== Data to process ==
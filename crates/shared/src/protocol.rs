use serde::{Deserialize, Serialize};
use serde_json::Value;

use crate::{
    domain::{CollectionKind, Modifiers, RegistryItem},
    error::ProtocolError,
};

/// Sprite and background files store their frame count in 16 bits.
pub const MAX_FRAME_COUNT: usize = u16::MAX as usize;

const INBOUND_EVENT_TYPES: &[&str] = &[
    "registry_updated",
    "checked_updated",
    "deselect",
    "dependency_info",
];

/// Authoritative pushes from the backend. Each one replaces the named state
/// wholesale.
#[derive(Debug, Clone, PartialEq, Serialize, Deserialize)]
#[serde(tag = "type", content = "payload", rename_all = "snake_case")]
pub enum InboundEvent {
    RegistryUpdated {
        collection: CollectionKind,
        items: Vec<RegistryItem>,
    },
    CheckedUpdated {
        collection: CollectionKind,
        indices: Vec<usize>,
    },
    Deselect {
        collection: CollectionKind,
    },
    /// Preview of the active dependency arrived. Rebuilds the frame grid.
    DependencyInfo {
        index: usize,
        filename: String,
        #[serde(default, skip_serializing_if = "Option::is_none")]
        frame_count: Option<usize>,
    },
}

impl InboundEvent {
    pub fn from_json(raw: &str) -> Result<Self, ProtocolError> {
        let value: Value = serde_json::from_str(raw).map_err(ProtocolError::MalformedJson)?;
        let event = value
            .get("type")
            .and_then(Value::as_str)
            .ok_or(ProtocolError::MissingType)?
            .to_string();

        if !INBOUND_EVENT_TYPES.contains(&event.as_str()) {
            return Err(ProtocolError::UnknownEvent(event));
        }

        let parsed: Self = serde_json::from_value(value)
            .map_err(|source| ProtocolError::InvalidPayload { event, source })?;
        parsed.validate()?;
        Ok(parsed)
    }

    /// Range checks serde cannot express. A failing event must not be applied.
    pub fn validate(&self) -> Result<(), ProtocolError> {
        match self {
            Self::DependencyInfo {
                frame_count: Some(count),
                ..
            } if *count > MAX_FRAME_COUNT => Err(ProtocolError::OutOfRange {
                event: self.name(),
                reason: format!("frame_count {count} exceeds {MAX_FRAME_COUNT}"),
            }),
            _ => Ok(()),
        }
    }

    pub fn name(&self) -> &'static str {
        match self {
            Self::RegistryUpdated { .. } => "registry_updated",
            Self::CheckedUpdated { .. } => "checked_updated",
            Self::Deselect { .. } => "deselect",
            Self::DependencyInfo { .. } => "dependency_info",
        }
    }
}

/// Fire-and-forget calls from the core to the backend.
#[derive(Debug, Clone, PartialEq, Eq, Serialize, Deserialize)]
#[serde(tag = "type", content = "payload", rename_all = "snake_case")]
pub enum OutboundIntent {
    SelectionChanged {
        collection: CollectionKind,
        selection: Vec<usize>,
    },
    Activate {
        collection: CollectionKind,
        index: usize,
    },
    Deactivate {
        collection: CollectionKind,
    },
    CheckChanged {
        collection: CollectionKind,
        checked: Vec<usize>,
    },
    Extract {
        indices: Vec<usize>,
    },
    Reload {
        indices: Vec<usize>,
    },
    Remove {
        indices: Vec<usize>,
    },
    Export {
        index: usize,
        frames: Vec<usize>,
    },
}

impl OutboundIntent {
    pub fn name(&self) -> &'static str {
        match self {
            Self::SelectionChanged { .. } => "selection_changed",
            Self::Activate { .. } => "activate",
            Self::Deactivate { .. } => "deactivate",
            Self::CheckChanged { .. } => "check_changed",
            Self::Extract { .. } => "extract",
            Self::Reload { .. } => "reload",
            Self::Remove { .. } => "remove",
            Self::Export { .. } => "export",
        }
    }
}

/// One user gesture from the presentation layer.
#[derive(Debug, Clone, Copy, PartialEq, Eq, Serialize, Deserialize)]
#[serde(tag = "gesture", rename_all = "snake_case")]
pub enum Gesture {
    Click {
        collection: CollectionKind,
        index: usize,
        #[serde(default)]
        modifiers: Modifiers,
    },
    CheckboxClick {
        collection: CollectionKind,
        index: usize,
    },
    SelectAll {
        collection: CollectionKind,
    },
    DeselectAll {
        collection: CollectionKind,
    },
    ExtractSelected,
    ReloadSelected,
    RemoveSelected,
    ExportPreview,
}
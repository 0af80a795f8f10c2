//! Click-driven selection state machine.
//!
//! Pure state: no intents are emitted here. Callers inspect the returned
//! [`ClickOutcome`] and forward what it asks for to the gateway.

use std::collections::BTreeSet;

use shared::domain::Modifiers;

/// What a click asks the backend to do about the previewed item.
#[derive(Debug, Clone, Copy, PartialEq, Eq)]
pub enum Activation {
    None,
    Activate(usize),
    Deactivate,
}

#[derive(Debug, Clone, Copy, PartialEq, Eq)]
pub struct ClickOutcome {
    pub changed: bool,
    pub activation: Activation,
}

impl ClickOutcome {
    fn ignored() -> Self {
        Self {
            changed: false,
            activation: Activation::None,
        }
    }

    fn membership(changed: bool) -> Self {
        Self {
            changed,
            activation: Activation::None,
        }
    }
}

#[derive(Debug, Clone, Default, PartialEq, Eq)]
pub struct SelectionState {
    selection: BTreeSet<usize>,
    anchor: usize,
}

impl SelectionState {
    pub fn new() -> Self {
        Self::default()
    }

    pub fn selection(&self) -> &BTreeSet<usize> {
        &self.selection
    }

    pub fn anchor(&self) -> usize {
        self.anchor
    }

    pub fn contains(&self, index: usize) -> bool {
        self.selection.contains(&index)
    }

    pub fn is_empty(&self) -> bool {
        self.selection.is_empty()
    }

    pub fn snapshot(&self) -> Vec<usize> {
        self.selection.iter().copied().collect()
    }

    /// Applies a click on `index` against a registry of `len` items.
    /// Ctrl wins when both modifiers are set.
    pub fn click(&mut self, index: usize, modifiers: Modifiers, len: usize) -> ClickOutcome {
        if index >= len {
            return ClickOutcome::ignored();
        }

        if modifiers.ctrl {
            self.ctrl_click(index)
        } else if modifiers.shift {
            self.shift_click(index, len)
        } else {
            self.plain_click(index)
        }
    }

    fn ctrl_click(&mut self, index: usize) -> ClickOutcome {
        if !self.selection.remove(&index) {
            self.selection.insert(index);
            self.anchor = index;
        }
        ClickOutcome::membership(true)
    }

    fn shift_click(&mut self, index: usize, len: usize) -> ClickOutcome {
        let first = self.anchor.min(index);
        let last = self.anchor.max(index).min(len - 1);
        let range: BTreeSet<usize> = (first..=last).collect();
        let changed = range != self.selection;
        self.selection = range;
        ClickOutcome::membership(changed)
    }

    fn plain_click(&mut self, index: usize) -> ClickOutcome {
        self.anchor = index;
        if self.selection.len() == 1 && self.selection.contains(&index) {
            self.selection.clear();
            return ClickOutcome {
                changed: true,
                activation: Activation::Deactivate,
            };
        }

        self.selection.clear();
        self.selection.insert(index);
        ClickOutcome {
            changed: true,
            activation: Activation::Activate(index),
        }
    }

    /// Selects every index below `len`. Anchor is kept.
    pub fn select_all(&mut self, len: usize) -> bool {
        let all: BTreeSet<usize> = (0..len).collect();
        let changed = all != self.selection;
        self.selection = all;
        changed
    }

    /// Empties the selection. Anchor is kept.
    pub fn clear(&mut self) -> bool {
        let changed = !self.selection.is_empty();
        self.selection.clear();
        changed
    }

    /// Forgets selection and anchor after a registry replacement.
    pub fn reset(&mut self) {
        self.selection.clear();
        self.anchor = 0;
    }
}

#[cfg(test)]
#[path = "tests/selection_tests.rs"]
mod tests;
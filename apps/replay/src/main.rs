use std::{
    fs,
    io::{self, Read},
    path::PathBuf,
    time::Duration,
};

use anyhow::{Context, Result};
use clap::Parser;
use selection_core::{CollectionKind, OutboundIntent, Session};
use serde_json::json;
use tokio::sync::mpsc::UnboundedReceiver;
use tracing_subscriber::EnvFilter;

mod config;
mod script;

use script::ScriptStep;

/// Replays gestures and backend pushes through a selection session and
/// prints every outbound intent as a JSON line.
#[derive(Parser, Debug)]
#[command(name = "selection-replay")]
struct Args {
    /// JSON-lines script; read from stdin when omitted.
    #[arg(long)]
    script: Option<PathBuf>,
    #[arg(long, default_value = "replay.toml")]
    config: PathBuf,
    /// Print the final selection and check state after the script.
    #[arg(long)]
    summary: bool,
}

#[tokio::main(flavor = "current_thread")]
async fn main() -> Result<()> {
    let args = Args::parse();
    let settings = config::load_settings(&args.config);

    let filter = EnvFilter::try_from_default_env()
        .unwrap_or_else(|_| EnvFilter::new(&settings.log_filter));
    tracing_subscriber::fmt()
        .with_env_filter(filter)
        .with_writer(io::stderr)
        .init();

    let raw = match &args.script {
        Some(path) => fs::read_to_string(path)
            .with_context(|| format!("failed to read script '{}'", path.display()))?,
        None => {
            let mut raw = String::new();
            io::stdin()
                .read_to_string(&mut raw)
                .context("failed to read script from stdin")?;
            raw
        }
    };
    let steps = script::parse_script(&raw)?;
    tracing::info!(steps = steps.len(), "replaying script");

    let (mut session, mut intents) = Session::new(&settings.controller);
    for step in steps {
        match step {
            ScriptStep::User(gesture) => session.handle(gesture),
            ScriptStep::Push(payload) => {
                if let Err(err) = session.apply_raw(&payload.to_string()) {
                    tracing::info!("push rejected, state kept: {err}");
                }
            }
            ScriptStep::WaitMs(ms) => tokio::time::sleep(Duration::from_millis(ms)).await,
        }
        print_intents(&mut intents)?;
    }

    // Let a still-armed activation fire before exiting.
    let settle = settings.controller.activation_delay() + Duration::from_millis(1);
    tokio::time::sleep(settle).await;
    print_intents(&mut intents)?;

    if args.summary {
        println!("{}", summary(&session));
    }

    Ok(())
}

fn print_intents(intents: &mut UnboundedReceiver<OutboundIntent>) -> Result<()> {
    while let Ok(intent) = intents.try_recv() {
        println!("{}", serde_json::to_string(&intent)?);
    }
    Ok(())
}

fn summary(session: &Session) -> serde_json::Value {
    let collection = |kind: CollectionKind| {
        let controller = session.controller(kind);
        json!({
            "len": controller.registry().len(),
            "selection": controller.current_selection(),
            "checked": controller.current_checked(),
            "anchor": controller.anchor(),
            "preview_busy": controller.preview_busy(),
        })
    };
    json!({
        "summary": {
            "dependencies": collection(CollectionKind::Dependencies),
            "frames": collection(CollectionKind::Frames),
            "preview": session.preview().map(|preview| json!({
                "index": preview.index,
                "filename": preview.filename,
                "frame_count": preview.frame_count,
            })),
        }
    })
}
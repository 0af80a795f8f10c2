use std::time::Duration;

use serde::Deserialize;
use shared::domain::ItemKind;

pub const DEFAULT_ACTIVATION_DELAY_MS: u64 = 100;

/// Kinds whose preview needs decoding on the backend.
pub const DEFAULT_HEAVY_KINDS: &[&str] = &["c16", "s16", "blk"];

#[derive(Debug, Clone, PartialEq, Eq, Deserialize)]
#[serde(default)]
pub struct ControllerConfig {
    pub activation_delay_ms: u64,
    pub heavy_kinds: Vec<String>,
}

impl Default for ControllerConfig {
    fn default() -> Self {
        Self {
            activation_delay_ms: DEFAULT_ACTIVATION_DELAY_MS,
            heavy_kinds: DEFAULT_HEAVY_KINDS.iter().map(|kind| kind.to_string()).collect(),
        }
    }
}

impl ControllerConfig {
    pub fn activation_delay(&self) -> Duration {
        Duration::from_millis(self.activation_delay_ms)
    }

    pub fn is_heavy(&self, kind: &ItemKind) -> bool {
        self.heavy_kinds
            .iter()
            .any(|heavy| heavy.eq_ignore_ascii_case(kind.as_str()))
    }
}

#[cfg(test)]
mod tests {
    use super::*;

    #[test]
    fn defaults_defer_sprite_and_background_kinds() {
        let config = ControllerConfig::default();
        assert_eq!(config.activation_delay(), Duration::from_millis(100));
        assert!(config.is_heavy(&ItemKind::new("c16")));
        assert!(config.is_heavy(&ItemKind::new("BLK")));
        assert!(!config.is_heavy(&ItemKind::new("wav")));
        assert!(!config.is_heavy(&ItemKind::frame()));
    }

    #[test]
    fn partial_table_keeps_remaining_defaults() {
        let config: ControllerConfig =
            serde_json::from_str(r#"{"activation_delay_ms": 250}"#).expect("parse");
        assert_eq!(config.activation_delay_ms, 250);
        assert_eq!(config.heavy_kinds, vec!["c16", "s16", "blk"]);
    }
}
use std::collections::HashMap;

use super::*;

fn env_of(pairs: &[(&str, &str)]) -> impl Fn(&str) -> Option<String> {
    let vars: HashMap<String, String> = pairs
        .iter()
        .map(|(k, v)| (k.to_string(), v.to_string()))
        .collect();
    move |key: &str| vars.get(key).cloned()
}

#[test]
fn defaults_without_file_or_env() {
    assert_eq!(load_settings_from(None, env_of(&[])), Settings::default());
}

#[test]
fn file_values_override_defaults() {
    let raw = r#"
activation_delay_ms = 40
heavy_kinds = ["c16"]
"#;
    let settings = load_settings_from(Some(raw), env_of(&[]));

    assert_eq!(settings.controller.activation_delay_ms, 40);
    assert_eq!(settings.controller.heavy_kinds, vec!["c16"]);
    assert_eq!(settings.log_filter, DEFAULT_LOG_FILTER);
}

#[test]
fn env_overrides_file() {
    let raw = "activation_delay_ms = 40\nlog_filter = \"warn\"\n";
    let settings = load_settings_from(
        Some(raw),
        env_of(&[
            ("APP__ACTIVATION_DELAY_MS", "250"),
            ("APP__HEAVY_KINDS", "c16, s16 ,,blk"),
        ]),
    );

    assert_eq!(settings.controller.activation_delay_ms, 250);
    assert_eq!(settings.controller.heavy_kinds, vec!["c16", "s16", "blk"]);
    assert_eq!(settings.log_filter, "warn");
}

#[test]
fn invalid_values_keep_previous_layer() {
    let settings = load_settings_from(
        Some("activation_delay_ms = \"soon\""),
        env_of(&[("APP__ACTIVATION_DELAY_MS", "later"), ("APP__LOG_FILTER", " ")]),
    );

    assert_eq!(settings, Settings::default());
}
//! Selection and check-state controller for the editor's dependency list and
//! frame grid, kept in sync with the backend that owns the real data.

pub mod activation;
pub mod check_group;
pub mod collection;
pub mod config;
pub mod gateway;
pub mod registry;
pub mod selection;
pub mod session;

pub use collection::CollectionController;
pub use config::ControllerConfig;
pub use gateway::{Outbox, SyncGateway};
pub use session::{Preview, Session};
pub use shared::{
    domain::{CollectionKind, ItemKind, Modifiers, RegistryItem},
    error::ProtocolError,
    protocol::{Gesture, InboundEvent, OutboundIntent},
};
===
▸ **What you are asked to do**
Could you please give the number of lines in the data above that contain the word "ClickOutcome"? Only the number is needed.

▸ **Worked solution**
12